By then he’d been called ‘faggot’ so many times that the word was hollow; it didn’t bother him any more.’
The influence of modernity also looms large in the allure which Hollywood casts across the rural stage. Dolores has ambitions as an actress and, when Hollywood comes to Spain to film ‘Pandora and the Flying Dutchman’, she takes a part as a body double for Ava Gardner resulting in the director promising to take her away from the old world and into the glamour of the new by giving her starring role in his next film.

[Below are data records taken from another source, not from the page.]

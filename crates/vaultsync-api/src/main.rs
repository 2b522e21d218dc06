mod config;
mod error;
mod rate_limit;
mod routes;
mod storage;
mod store;
mod sync;

use std::sync::Arc;

use config::AppConfig;
use routes::{app_router, AppState};

#[tokio::main]
async fn main() -> Result<(), Box<dyn std::error::Error>> {
    // Only load .env in development; production uses platform-native env injection.
    #[cfg(debug_assertions)]
    dotenvy::dotenv().ok();

    tracing_subscriber::fmt()
        .with_env_filter(
            tracing_subscriber::EnvFilter::from_default_env()
                .add_directive("vaultsync_api=info".parse().expect("valid directive")),
        )
        .init();

    let config = Arc::new(AppConfig::from_env()?);
    tracing::info!("Starting vaultsync-api with config: {:?}", config);

    let state = AppState::from_config(config);
    let bind_addr = state.config.bind_addr.clone();
    let router = app_router(state);

    let listener = tokio::net::TcpListener::bind(&bind_addr).await?;
    tracing::info!("vaultsync-api listening on {}", bind_addr);
    axum::serve(listener, router).await?;
    Ok(())
}
//! HTTP front end.
//!
//! | Route | Purpose |
//! |---|---|
//! | `POST /write` | Prometheus remote write |
//! | `GET /healthz` | store connectivity |
//! | `GET /<telemetry>` | Prometheus exposition of the adapter registry |
//! | `GET, PUT /admin/leader` | external leadership decision |
//!
//! Every route feeds its latency into `http_request_duration_ms{path}`.

mod handlers;
use handlers::*;

#[cfg(test)]
mod server_test;

use std::convert::Infallible;
use std::net::SocketAddr;
use std::sync::Arc;

use prometheus::Registry;
use tokio::sync::watch;
use tracing::info;
use warp::Filter;
use warp::Rejection;
use warp::Reply;

use crate::constants::ADMIN_PATH;
use crate::constants::HEALTH_PATH;
use crate::constants::LEADER_PATH;
use crate::constants::WRITE_PATH;
use crate::AdapterMetrics;
use crate::Error;
use crate::ExternalDecision;
use crate::HealthCheck;
use crate::Result;
use crate::WriteCoordinator;
use crate::Writer;

/// Everything the handlers share
pub struct AppState {
    pub coordinator: WriteCoordinator,
    pub writer: Arc<dyn Writer>,
    pub health: Arc<dyn HealthCheck>,
    pub metrics: AdapterMetrics,
    pub registry: Registry,
    /// Present only with the external-decision backend
    pub external: Option<Arc<ExternalDecision>>,
}

fn with_state(state: Arc<AppState>) -> impl Filter<Extract = (Arc<AppState>,), Error = Infallible> + Clone {
    warp::any().map(move || state.clone())
}

/// Observes the request latency in milliseconds under `path`.
fn timed(
    metrics: &AdapterMetrics,
    path: &str,
) -> warp::log::Log<impl Fn(warp::log::Info<'_>) + Clone + Send + Sync> {
    let histogram = metrics.http_request_duration.with_label_values(&[path]);
    warp::log::custom(move |info: warp::log::Info<'_>| {
        histogram.observe(info.elapsed().as_secs_f64() * 1000.0);
    })
}

pub fn routes(
    state: Arc<AppState>,
    telemetry_segment: &str,
) -> impl Filter<Extract = (impl Reply,), Error = Rejection> + Clone {
    // Path before method: an unknown path must reject with 404, not 405
    let write = warp::path(WRITE_PATH)
        .and(warp::path::end())
        .and(warp::post())
        .and(warp::body::bytes())
        .and(with_state(state.clone()))
        .and_then(write_handler)
        .with(timed(&state.metrics, &format!("/{WRITE_PATH}")));

    let health = warp::path(HEALTH_PATH)
        .and(warp::path::end())
        .and(warp::get())
        .and(with_state(state.clone()))
        .and_then(health_handler)
        .with(timed(&state.metrics, &format!("/{HEALTH_PATH}")));

    let telemetry = warp::path(telemetry_segment.to_string())
        .and(warp::path::end())
        .and(warp::get())
        .and(with_state(state.clone()))
        .and_then(metrics_handler)
        .with(timed(&state.metrics, &format!("/{telemetry_segment}")));

    let get_leader = warp::get().and(with_state(state.clone())).and_then(get_leader_handler);
    let put_leader = warp::put()
        .and(warp::body::bytes())
        .and(with_state(state.clone()))
        .and_then(put_leader_handler);
    let leader = warp::path(ADMIN_PATH)
        .and(warp::path(LEADER_PATH))
        .and(warp::path::end())
        .and(get_leader.or(put_leader))
        .with(timed(&state.metrics, &format!("/{ADMIN_PATH}/{LEADER_PATH}")));

    write.or(health).or(telemetry).or(leader)
}

/// Binds `addr` and serves until `shutdown` fires.
pub async fn serve(
    state: Arc<AppState>,
    addr: SocketAddr,
    telemetry_segment: &str,
    mut shutdown: watch::Receiver<()>,
) -> Result<()> {
    let (bound, server) = warp::serve(routes(state, telemetry_segment))
        .try_bind_with_graceful_shutdown(addr, async move {
            let _ = shutdown.changed().await;
        })
        .map_err(|e| Error::Fatal(format!("failed to bind {addr}: {e}")))?;

    info!("Listening on {}", bound);
    server.await;
    info!("HTTP server stopped");
    Ok(())
}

Meanwhile her sister, possessed by the spirits of the dead – of the old world – can have no place in the future. While the themes are profound and serious, ‘The Winterlings’ comes with a quick and twinkling beat and is, at times, very funny. It is packed with starting imagery, not least in the tale of Saladina’s teeth. Suffering in comparison with her sister, Saladina hopes that Tenderlove’s promise of new teeth will change her looks for the better. With his brace of teeth from the dead, Tenderlove delivers: with surprising and startling results:
Saladina had woken with her mouth aflame. Since the evening before, her dentures had felt strange. She didn’t eat, she devoured; she seemed as if overcome by a whirlwind that tore through food and made it disappear down her gullet, only to then search for more…her neck, her arms, her body were enslaved to her mouth. If Saladina tried to keep it shut, she ran the risk of eating her tongue, and whenever her sister tried to intervene, she was bitten ferociously. Other times her mouth lay still, playing dead until suddenly, snap, it opened and closed, or she started cackling like a madwoman’
As the books ends, we find ghosts laid to rest, mysteries resolved and a way of life fast disappearing. The Spanish Civil War looms large but the reader doesn’t require any prior knowledge to enjoy it, something to bear in mind as this book is also about the repercussions of our actions and how they can, at any moment, come back to haunt us – either as individuals or as a society
This is a great book: a surprising, funny, vulgar yet subtle: a thought provoking conundrum packed with full bodied characters; whimsical tales and startling images of a rich, pungent culture. It is generous and profound, guttural and poetic…
‘Saladina felt it arrive, with its violent stench of rotten apple. She felt it arrive and crawl over her sister’s flesh as she slept by her side. It’s just the wind, woman, blowing in from the north. She felt it arrive, dense and insistent. Who were you talking to? She felt it arrive, accompanied by its hushed music.’
…all wrapped in a beautiful cover.
** Cristina Sanchez-Andrade is appearing at the Manchester Literature Festival on 7 October 2016.